How We Solved our Garbage Collection Pausing Problem

I had our main J2EE app at work with 9 second pauses. These would happen on average every 50 seconds. Needless to say this was a huge performance problem. Pauses are caused by major garbage collections. Minor garbage collections do not cause pausing. Pausing means nothing, absolutley nothing, gets done in your app. 9 seconds is a long time. The peaks were up to 15 second.
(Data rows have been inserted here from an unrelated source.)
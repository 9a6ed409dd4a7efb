use puzzle_cuts::prelude::*;
use puzzle_cuts_examples::{init_tracing, write_svg};

const SEEDS: [u64; 4] = [1, 2, 3, 4];

fn main() -> anyhow::Result<()> {
    init_tracing();

    // Thicker red cuts on a plain background.
    let options = RenderOptions::new(false).with_style(
        RenderStyle::default()
            .with_cut_stroke("#c0392b", 2.0)
            .with_border_stroke("#2c3e50", 3.0),
    );

    for seed in SEEDS {
        let config = PuzzleConfig::new(5, 5)
            .with_pixels_per_cell(60)
            .with_grid_perturb(6)
            .with_seed(seed);
        let puzzle = generate(&config)?;
        let svg = render_svg(&puzzle, &options)?;
        write_svg(format!("seed-gallery/seed-{seed}.svg"), &svg)?;
    }

    Ok(())
}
We tried quite a few garbage collection settings. They each behaved differently but could not be considered better. In the end we consulted some engineers at Sun who, after analysing our verbose gc logs, gave us the following piece of black magic:
java … -XX:+DisableExplicitGC -XX:+UseConcMarkSweepGC -XX:NewSize=1200m -XX:SurvivorRatio=16
The reasoning for each setting is as follows:
-XX:+DisableExplicitGC – some libs call System.gc(). This is usually a bad idea and could explain some of what we saw.
-XX:+UseConcMarkSweepGC – use the low pause collector
-XX:NewSize=1200m -XX:SurvivorRatio=16 – the black magic part. Tuning these requires emprical observation of your GC log, either from verbose gc or jstat ( a JDK 1.5 tool). In particular the 1200m new size is 1/4 of our heap size of 4800MB.
What was the result? Major GCs and their attendant pauses reduced to 2 per day, from once every 50 seconds. Mean response times dropped from seconds to milliseconds. All in all, one of the best results I have achieved this year. Thanks Sun.